## YOUR OBJECTIVE
All of the data must be retyped exactly, with nothing left out.

## DATA
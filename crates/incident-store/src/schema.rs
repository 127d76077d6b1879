//! Schema definitions for Ticketflow SurrealDB tables
//!
//! Tables:
//! - incidents: one row per ticket (unique ticket_id)
//! - audit_log: append-only action trail, many rows per ticket

use chrono::{DateTime, Utc};
use serde::{Deserialize, Serialize};

/// Module for serializing chrono DateTime to SurrealDB datetime format
mod surreal_datetime {
    use chrono::{DateTime, Utc};
    use serde::{self, Deserialize, Deserializer, Serializer};
    use surrealdb::sql::Datetime as SurrealDatetime;

    pub fn serialize<S>(date: &DateTime<Utc>, serializer: S) -> Result<S::Ok, S::Error>
    where
        S: Serializer,
    {
        let sd = SurrealDatetime::from(*date);
        serde::Serialize::serialize(&sd, serializer)
    }

    pub fn deserialize<'de, D>(deserializer: D) -> Result<DateTime<Utc>, D::Error>
    where
        D: Deserializer<'de>,
    {
        let sd = SurrealDatetime::deserialize(deserializer)?;
        Ok(DateTime::from(sd))
    }
}

use crate::storage_traits::{AuditEntry, NewIncident, TicketId};

/// Incident row stored in SurrealDB.
///
/// Enum-typed fields (priority, status) are persisted as their string forms;
/// conversion back to trait types happens at the store boundary. Structured
/// results are nullable: absent means "no result yet".
#[derive(Debug, Clone, Serialize, Deserialize)]
pub struct IncidentRow {
    /// SurrealDB record ID
    pub id: Option<surrealdb::sql::Thing>,
    pub ticket_id: String,
    pub priority: String,
    pub status: String,
    pub classification: Option<serde_json::Value>,
    pub execution_result: Option<serde_json::Value>,
    pub validation_report: Option<serde_json::Value>,
    pub messages: Vec<String>,
    pub environment: String,
    pub error: Option<String>,
    #[serde(with = "surreal_datetime")]
    pub created_at: DateTime<Utc>,
    #[serde(with = "surreal_datetime")]
    pub updated_at: DateTime<Utc>,
}

impl IncidentRow {
    /// Build the initial row for a newly received ticket.
    pub fn new(incident: NewIncident) -> Self {
        let now = Utc::now();
        IncidentRow {
            id: None,
            ticket_id: incident.ticket_id.to_string(),
            priority: incident.priority.as_str().to_string(),
            status: "received".to_string(),
            classification: None,
            execution_result: None,
            validation_report: None,
            messages: Vec::new(),
            environment: incident.environment,
            error: None,
            created_at: now,
            updated_at: now,
        }
    }
}

/// Summary projection of an incident row (list queries select only these
/// columns).
#[derive(Debug, Clone, Serialize, Deserialize)]
pub struct IncidentSummaryRow {
    pub ticket_id: String,
    pub priority: String,
    pub status: String,
    pub environment: String,
    #[serde(with = "surreal_datetime")]
    pub created_at: DateTime<Utc>,
    #[serde(with = "surreal_datetime")]
    pub updated_at: DateTime<Utc>,
}

/// Audit log row stored in SurrealDB.
#[derive(Debug, Clone, Serialize, Deserialize)]
pub struct AuditRow {
    /// SurrealDB record ID
    pub id: Option<surrealdb::sql::Thing>,
    pub ticket_id: String,
    pub action: String,
    pub agent: String,
    pub details: serde_json::Value,
    #[serde(with = "surreal_datetime")]
    pub timestamp: DateTime<Utc>,
}

impl AuditRow {
    pub fn from_entry(entry: AuditEntry) -> Self {
        AuditRow {
            id: None,
            ticket_id: entry.ticket_id.to_string(),
            action: entry.action,
            agent: entry.agent,
            details: entry.details,
            timestamp: entry.timestamp,
        }
    }

    pub fn into_entry(self) -> AuditEntry {
        AuditEntry {
            ticket_id: TicketId(self.ticket_id),
            action: self.action,
            agent: self.agent,
            details: self.details,
            timestamp: self.timestamp,
        }
    }
}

## RESPONSE AREA
filename crates/incident-store/src/schema.rs
repository 127d76077d6b1879
//! Schema definitions for Ticketflow SurrealDB tables
//!
//! Tables:
//! - incidents: one row per ticket (unique ticket_id)
//! - audit_log: append-only action trail, many rows per ticket

use chrono::{DateTime, Utc};
use serde::{Deserialize, Serialize};

/// Module for serializing chrono DateTime to SurrealDB datetime format
mod surreal_datetime {
    use chrono::{DateTime, Utc};
    use serde::{self, Deserialize, Deserializer, Serializer};
    use surrealdb::sql::Datetime as SurrealDatetime;

    pub fn serialize<S>(date: &DateTime<Utc>, serializer: S) -> Result<S::Ok, S::Error>
    where
        S: Serializer,
    {
        let sd = SurrealDatetime::from(*date);
        serde::Serialize::serialize(&sd, serializer)
    }

    pub fn deserialize<'de, D>(deserializer: D) -> Result<DateTime<Utc>, D::Error>
    where
        D: Deserializer<'de>,
    {
        let sd = SurrealDatetime::deserialize(deserializer)?;
        Ok(DateTime::from(sd))
    }
}

use crate::storage_traits::{AuditEntry, NewIncident, TicketId};

/// Incident row stored in SurrealDB.
///
/// Enum-typed fields (priority, status) are persisted as their string forms;
/// conversion back to trait types happens at the store boundary. Structured
/// results are nullable: absent means "no result yet".
#[derive(Debug, Clone, Serialize, Deserialize)]
pub struct IncidentRow {
    /// SurrealDB record ID
    pub id: Option<surrealdb::sql::Thing>,
    pub ticket_id: String,
    pub priority: String,
    pub status: String,
    pub classification: Option<serde_json::Value>,
    pub execution_result: Option<serde_json::Value>,
    pub validation_report: Option<serde_json::Value>,
    pub messages: Vec<String>,
    pub environment: String,
    pub error: Option<String>,
    #[serde(with = "surreal_datetime")]
    pub created_at: DateTime<Utc>,
    #[serde(with = "surreal_datetime")]
    pub updated_at: DateTime<Utc>,
}

impl IncidentRow {
    /// Build the initial row for a newly received ticket.
    pub fn new(incident: NewIncident) -> Self {
        let now = Utc::now();
        IncidentRow {
            id: None,
            ticket_id: incident.ticket_id.to_string(),
            priority: incident.priority.as_str().to_string(),
            status: "received".to_string(),
            classification: None,
            execution_result: None,
            validation_report: None,
            messages: Vec::new(),
            environment: incident.environment,
            error: None,
            created_at: now,
            updated_at: now,
        }
    }
}

/// Summary projection of an incident row (list queries select only these
/// columns).
#[derive(Debug, Clone, Serialize, Deserialize)]
pub struct IncidentSummaryRow {
    pub ticket_id: String,
    pub priority: String,
    pub status: String,
    pub environment: String,
    #[serde(with = "surreal_datetime")]
    pub created_at: DateTime<Utc>,
    #[serde(with = "surreal_datetime")]
    pub updated_at: DateTime<Utc>,
}

/// Audit log row stored in SurrealDB.
#[derive(Debug, Clone, Serialize, Deserialize)]
pub struct AuditRow {
    /// SurrealDB record ID
    pub id: Option<surrealdb::sql::Thing>,
    pub ticket_id: String,
    pub action: String,
    pub agent: String,
    pub details: serde_json::Value,
    #[serde(with = "surreal_datetime")]
    pub timestamp: DateTime<Utc>,
}

impl AuditRow {
    pub fn from_entry(entry: AuditEntry) -> Self {
        AuditRow {
            id: None,
            ticket_id: entry.ticket_id.to_string(),
            action: entry.action,
            agent: entry.agent,
            details: entry.details,
            timestamp: entry.timestamp,
        }
    }

    pub fn into_entry(self) -> AuditEntry {
        AuditEntry {
            ticket_id: TicketId(self.ticket_id),
            action: self.action,
            agent: self.agent,
            details: self.details,
            timestamp: self.timestamp,
        }
    }
}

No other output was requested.